→ **Exercise goal**:
Lines of the listing below that contain the string "catalog" are to be returned.

→ **Extracted data**:
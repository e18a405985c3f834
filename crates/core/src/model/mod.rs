mod catalog;
mod ids;
mod instruction;
mod progress;
mod protocol;
mod question;
mod session;
mod staff;
mod video;

pub use ids::{
    LearnerId, ModuleId, ParseIdError, ProgramId, ProtocolId, QuestionId, TestId, VideoId,
};

pub use catalog::{TestCategory, TestMeta, sample_work_at_height_test};
pub use instruction::{
    GeneratedInstruction, GenerationRequest, Instruction, InstructionDraft, InstructionKind,
};
pub use progress::{ModuleProgress, ProgramProgress, ProgramStatus, format_time_spent};
pub use protocol::{PASSING_THRESHOLD, ProtocolRecord, score_percentage};
pub use question::{QuestionError, TestQuestion};
pub use session::{
    EXAM_DURATION_SECS, SessionError, SessionResult, SessionStatus, TestMode, TestSession,
};
pub use staff::{
    AssignmentDraft, AssignmentOverview, LearnerAssignment, Program, Role, User, UserDraft,
};
pub use video::{EmployeeVideoProgress, VideoProgress, is_watched};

→ **Exercise response**:
mod catalog;
pub use catalog::{TestCategory, TestMeta, sample_work_at_height_test};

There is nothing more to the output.